● EXERCISE REQUIREMENTS: Exactly as given, transcribe each entry that follows.

Data items:
....................

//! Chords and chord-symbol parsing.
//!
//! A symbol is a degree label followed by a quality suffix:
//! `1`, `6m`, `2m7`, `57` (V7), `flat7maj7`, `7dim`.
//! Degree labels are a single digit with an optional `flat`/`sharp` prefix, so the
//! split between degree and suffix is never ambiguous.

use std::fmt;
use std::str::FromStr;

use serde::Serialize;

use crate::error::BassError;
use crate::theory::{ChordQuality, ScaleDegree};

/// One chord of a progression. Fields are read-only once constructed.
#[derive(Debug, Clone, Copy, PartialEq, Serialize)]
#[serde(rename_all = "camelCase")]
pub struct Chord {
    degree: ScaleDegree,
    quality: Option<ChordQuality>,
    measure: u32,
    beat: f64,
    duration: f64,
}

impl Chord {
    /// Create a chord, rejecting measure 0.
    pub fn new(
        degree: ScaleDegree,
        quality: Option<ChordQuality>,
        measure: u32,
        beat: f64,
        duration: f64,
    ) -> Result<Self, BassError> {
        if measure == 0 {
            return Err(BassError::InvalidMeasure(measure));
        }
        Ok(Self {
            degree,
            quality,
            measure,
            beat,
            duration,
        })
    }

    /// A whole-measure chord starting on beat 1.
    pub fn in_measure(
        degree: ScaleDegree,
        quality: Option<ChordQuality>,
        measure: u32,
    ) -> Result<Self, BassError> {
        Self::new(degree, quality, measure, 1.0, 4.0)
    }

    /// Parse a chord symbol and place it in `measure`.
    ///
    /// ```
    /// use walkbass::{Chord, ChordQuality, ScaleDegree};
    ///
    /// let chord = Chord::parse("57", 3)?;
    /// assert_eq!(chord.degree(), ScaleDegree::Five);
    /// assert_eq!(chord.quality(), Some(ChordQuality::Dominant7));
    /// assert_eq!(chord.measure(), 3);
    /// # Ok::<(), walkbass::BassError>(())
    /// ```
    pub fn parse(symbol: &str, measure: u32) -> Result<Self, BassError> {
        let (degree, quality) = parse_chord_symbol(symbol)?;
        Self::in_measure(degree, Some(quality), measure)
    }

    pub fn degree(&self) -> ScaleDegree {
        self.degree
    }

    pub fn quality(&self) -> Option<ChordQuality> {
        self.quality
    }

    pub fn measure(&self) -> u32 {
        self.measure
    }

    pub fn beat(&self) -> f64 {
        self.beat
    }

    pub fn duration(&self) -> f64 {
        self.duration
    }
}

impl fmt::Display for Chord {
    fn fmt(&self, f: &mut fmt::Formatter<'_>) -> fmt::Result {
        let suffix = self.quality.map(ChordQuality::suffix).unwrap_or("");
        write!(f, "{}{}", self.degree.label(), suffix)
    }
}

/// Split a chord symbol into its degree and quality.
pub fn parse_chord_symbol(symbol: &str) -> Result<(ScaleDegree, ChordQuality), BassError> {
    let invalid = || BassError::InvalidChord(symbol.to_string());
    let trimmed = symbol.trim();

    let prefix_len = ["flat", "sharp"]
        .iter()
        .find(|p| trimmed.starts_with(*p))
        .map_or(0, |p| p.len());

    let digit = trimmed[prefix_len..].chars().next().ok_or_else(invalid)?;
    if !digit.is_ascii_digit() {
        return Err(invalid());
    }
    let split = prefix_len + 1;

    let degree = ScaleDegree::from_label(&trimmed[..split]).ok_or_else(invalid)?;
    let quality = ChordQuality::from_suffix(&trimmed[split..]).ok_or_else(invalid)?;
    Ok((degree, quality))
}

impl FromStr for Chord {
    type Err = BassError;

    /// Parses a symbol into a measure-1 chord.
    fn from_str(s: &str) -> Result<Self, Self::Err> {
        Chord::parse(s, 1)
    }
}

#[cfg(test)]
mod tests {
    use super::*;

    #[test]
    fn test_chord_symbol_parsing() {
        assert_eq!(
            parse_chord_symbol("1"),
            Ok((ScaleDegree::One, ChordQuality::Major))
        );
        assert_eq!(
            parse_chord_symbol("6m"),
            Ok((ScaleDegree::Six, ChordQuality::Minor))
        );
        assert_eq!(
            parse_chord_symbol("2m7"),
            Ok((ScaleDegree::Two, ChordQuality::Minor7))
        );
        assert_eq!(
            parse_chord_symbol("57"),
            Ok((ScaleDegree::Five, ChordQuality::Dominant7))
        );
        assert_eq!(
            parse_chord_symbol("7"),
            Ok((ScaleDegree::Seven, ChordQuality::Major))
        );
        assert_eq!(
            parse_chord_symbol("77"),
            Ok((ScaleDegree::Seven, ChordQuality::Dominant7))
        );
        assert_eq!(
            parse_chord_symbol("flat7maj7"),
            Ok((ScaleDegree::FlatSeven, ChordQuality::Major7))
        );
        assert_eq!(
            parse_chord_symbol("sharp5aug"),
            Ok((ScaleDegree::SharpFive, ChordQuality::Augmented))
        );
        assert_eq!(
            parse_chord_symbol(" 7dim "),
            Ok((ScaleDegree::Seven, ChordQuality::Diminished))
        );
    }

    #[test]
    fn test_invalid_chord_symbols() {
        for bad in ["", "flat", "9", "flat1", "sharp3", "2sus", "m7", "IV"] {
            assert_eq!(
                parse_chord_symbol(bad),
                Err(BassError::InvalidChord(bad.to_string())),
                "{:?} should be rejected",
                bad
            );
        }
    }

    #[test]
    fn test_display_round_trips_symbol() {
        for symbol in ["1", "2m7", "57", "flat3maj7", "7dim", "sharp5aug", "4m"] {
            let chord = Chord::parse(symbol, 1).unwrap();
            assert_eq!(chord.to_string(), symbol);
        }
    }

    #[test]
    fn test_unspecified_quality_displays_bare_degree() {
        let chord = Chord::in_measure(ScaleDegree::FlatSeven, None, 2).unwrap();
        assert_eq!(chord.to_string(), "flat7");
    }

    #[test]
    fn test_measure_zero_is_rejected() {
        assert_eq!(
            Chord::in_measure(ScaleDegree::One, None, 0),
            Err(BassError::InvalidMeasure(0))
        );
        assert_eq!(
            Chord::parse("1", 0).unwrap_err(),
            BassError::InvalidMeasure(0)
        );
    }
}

....................

● WRITTEN SOLUTION:
//! Chords and chord-symbol parsing.
//!
//! A symbol is a degree label followed by a quality suffix:
//! `1`, `6m`, `2m7`, `57` (V7), `flat7maj7`, `7dim`.
//! Degree labels are a single digit with an optional `flat`/`sharp` prefix, so the
//! split between degree and suffix is never ambiguous.

use std::fmt;
use std::str::FromStr;

use serde::Serialize;

use crate::error::BassError;
use crate::theory::{ChordQuality, ScaleDegree};

/// One chord of a progression. Fields are read-only once constructed.
#[derive(Debug, Clone, Copy, PartialEq, Serialize)]
#[serde(rename_all = "camelCase")]
pub struct Chord {
    degree: ScaleDegree,
    quality: Option<ChordQuality>,
    measure: u32,
    beat: f64,
    duration: f64,
}

impl Chord {
    /// Create a chord, rejecting measure 0.
    pub fn new(
        degree: ScaleDegree,
        quality: Option<ChordQuality>,
        measure: u32,
        beat: f64,
        duration: f64,
    ) -> Result<Self, BassError> {
        if measure == 0 {
            return Err(BassError::InvalidMeasure(measure));
        }
        Ok(Self {
            degree,
            quality,
            measure,
            beat,
            duration,
        })
    }

    /// A whole-measure chord starting on beat 1.
    pub fn in_measure(
        degree: ScaleDegree,
        quality: Option<ChordQuality>,
        measure: u32,
    ) -> Result<Self, BassError> {
        Self::new(degree, quality, measure, 1.0, 4.0)
    }

    /// Parse a chord symbol and place it in `measure`.
    ///
    /// ```
    /// use walkbass::{Chord, ChordQuality, ScaleDegree};
    ///
    /// let chord = Chord::parse("57", 3)?;
    /// assert_eq!(chord.degree(), ScaleDegree::Five);
    /// assert_eq!(chord.quality(), Some(ChordQuality::Dominant7));
    /// assert_eq!(chord.measure(), 3);
    /// # Ok::<(), walkbass::BassError>(())
    /// ```
    pub fn parse(symbol: &str, measure: u32) -> Result<Self, BassError> {
        let (degree, quality) = parse_chord_symbol(symbol)?;
        Self::in_measure(degree, Some(quality), measure)
    }

    pub fn degree(&self) -> ScaleDegree {
        self.degree
    }

    pub fn quality(&self) -> Option<ChordQuality> {
        self.quality
    }

    pub fn measure(&self) -> u32 {
        self.measure
    }

    pub fn beat(&self) -> f64 {
        self.beat
    }

    pub fn duration(&self) -> f64 {
        self.duration
    }
}

impl fmt::Display for Chord {
    fn fmt(&self, f: &mut fmt::Formatter<'_>) -> fmt::Result {
        let suffix = self.quality.map(ChordQuality::suffix).unwrap_or("");
        write!(f, "{}{}", self.degree.label(), suffix)
    }
}

/// Split a chord symbol into its degree and quality.
pub fn parse_chord_symbol(symbol: &str) -> Result<(ScaleDegree, ChordQuality), BassError> {
    let invalid = || BassError::InvalidChord(symbol.to_string());
    let trimmed = symbol.trim();

    let prefix_len = ["flat", "sharp"]
        .iter()
        .find(|p| trimmed.starts_with(*p))
        .map_or(0, |p| p.len());

    let digit = trimmed[prefix_len..].chars().next().ok_or_else(invalid)?;
    if !digit.is_ascii_digit() {
        return Err(invalid());
    }
    let split = prefix_len + 1;

    let degree = ScaleDegree::from_label(&trimmed[..split]).ok_or_else(invalid)?;
    let quality = ChordQuality::from_suffix(&trimmed[split..]).ok_or_else(invalid)?;
    Ok((degree, quality))
}

impl FromStr for Chord {
    type Err = BassError;

    /// Parses a symbol into a measure-1 chord.
    fn from_str(s: &str) -> Result<Self, Self::Err> {
        Chord::parse(s, 1)
    }
}

#[cfg(test)]
mod tests {
    use super::*;

    #[test]
    fn test_chord_symbol_parsing() {
        assert_eq!(
            parse_chord_symbol("1"),
            Ok((ScaleDegree::One, ChordQuality::Major))
        );
        assert_eq!(
            parse_chord_symbol("6m"),
            Ok((ScaleDegree::Six, ChordQuality::Minor))
        );
        assert_eq!(
            parse_chord_symbol("2m7"),
            Ok((ScaleDegree::Two, ChordQuality::Minor7))
        );
        assert_eq!(
            parse_chord_symbol("57"),
            Ok((ScaleDegree::Five, ChordQuality::Dominant7))
        );
        assert_eq!(
            parse_chord_symbol("7"),
            Ok((ScaleDegree::Seven, ChordQuality::Major))
        );
        assert_eq!(
            parse_chord_symbol("77"),
            Ok((ScaleDegree::Seven, ChordQuality::Dominant7))
        );
        assert_eq!(
            parse_chord_symbol("flat7maj7"),
            Ok((ScaleDegree::FlatSeven, ChordQuality::Major7))
        );
        assert_eq!(
            parse_chord_symbol("sharp5aug"),
            Ok((ScaleDegree::SharpFive, ChordQuality::Augmented))
        );
        assert_eq!(
            parse_chord_symbol(" 7dim "),
            Ok((ScaleDegree::Seven, ChordQuality::Diminished))
        );
    }

    #[test]
    fn test_invalid_chord_symbols() {
        for bad in ["", "flat", "9", "flat1", "sharp3", "2sus", "m7", "IV"] {
            assert_eq!(
                parse_chord_symbol(bad),
                Err(BassError::InvalidChord(bad.to_string())),
                "{:?} should be rejected",
                bad
            );
        }
    }

    #[test]
    fn test_display_round_trips_symbol() {
        for symbol in ["1", "2m7", "57", "flat3maj7", "7dim", "sharp5aug", "4m"] {
            let chord = Chord::parse(symbol, 1).unwrap();
            assert_eq!(chord.to_string(), symbol);
        }
    }

    #[test]
    fn test_unspecified_quality_displays_bare_degree() {
        let chord = Chord::in_measure(ScaleDegree::FlatSeven, None, 2).unwrap();
        assert_eq!(chord.to_string(), "flat7");
    }

    #[test]
    fn test_measure_zero_is_rejected() {
        assert_eq!(
            Chord::in_measure(ScaleDegree::One, None, 0),
            Err(BassError::InvalidMeasure(0))
        );
        assert_eq!(
            Chord::parse("1", 0).unwrap_err(),
            BassError::InvalidMeasure(0)
        );
    }
}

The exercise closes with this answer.